▶ _EXERCISE INPUT_:
== == ==

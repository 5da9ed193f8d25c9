//! Remote fetching
//!
//! Every network call of the dashboard goes through the [`Fetcher`] trait:
//! one GET, one timeout, no retries.
//!
//! # Modules
//!
//! - [`http`]: `reqwest` implementation
//! - [`error`]: Failure classification (timeout, HTTP status, network, decode)

pub mod error;
pub mod http;

use std::time::Duration;

#[cfg(test)]
use mockall::automock;
use serde::de::DeserializeOwned;

pub use self::error::FetchError;
pub use self::http::HttpFetcher;

/// Expected shape of a response body
#[derive(Debug, Clone, Copy, PartialEq, Eq)]
pub enum ResponseShape {
    Json,
    Text,
}

/// Decoded response body
#[derive(Debug, Clone, PartialEq)]
pub enum Payload {
    Json(serde_json::Value),
    Text(String),
}

/// Trait for issuing a single timed GET request
#[cfg_attr(test, automock)]
#[async_trait::async_trait]
pub trait Fetcher: Send + Sync {
    /// Fetches `url` and decodes the body as `shape`
    ///
    /// # Returns
    /// * `Ok(Payload)` - The decoded body
    /// * `Err(FetchError::Timeout)` - No complete response within `timeout`
    /// * `Err(FetchError::Http)` - The server answered with a non-success status
    /// * `Err(FetchError::Decode)` - The body does not match `shape`
    async fn fetch(
        &self,
        url: &str,
        shape: ResponseShape,
        timeout: Duration,
    ) -> Result<Payload, FetchError>;
}

/// Fetches `url` as JSON and deserializes it into `T`
pub async fn fetch_json<T: DeserializeOwned>(
    fetcher: &dyn Fetcher,
    url: &str,
    timeout: Duration,
) -> Result<T, FetchError> {
    let decoded = match fetcher.fetch(url, ResponseShape::Json, timeout).await? {
        Payload::Json(value) => serde_json::from_value(value),
        Payload::Text(text) => serde_json::from_str(&text),
    };
    decoded.map_err(|e| FetchError::Decode(e.to_string()))
}

/// Fetches `url` as text
pub async fn fetch_text(
    fetcher: &dyn Fetcher,
    url: &str,
    timeout: Duration,
) -> Result<String, FetchError> {
    match fetcher.fetch(url, ResponseShape::Text, timeout).await? {
        Payload::Text(text) => Ok(text),
        Payload::Json(value) => Ok(value.to_string()),
    }
}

== == ==

▶ _ASSIGNMENT_: Taking the line that contains "match fetcher.fetch(url, ResponseShape::Text, timeout).await?" as the first, reproduce every line through the end of the entries exactly.

▶ _EXERCISE RESULT_:
    match fetcher.fetch(url, ResponseShape::Text, timeout).await? {
        Payload::Text(text) => Ok(text),
        Payload::Json(value) => Ok(value.to_string()),
    }
}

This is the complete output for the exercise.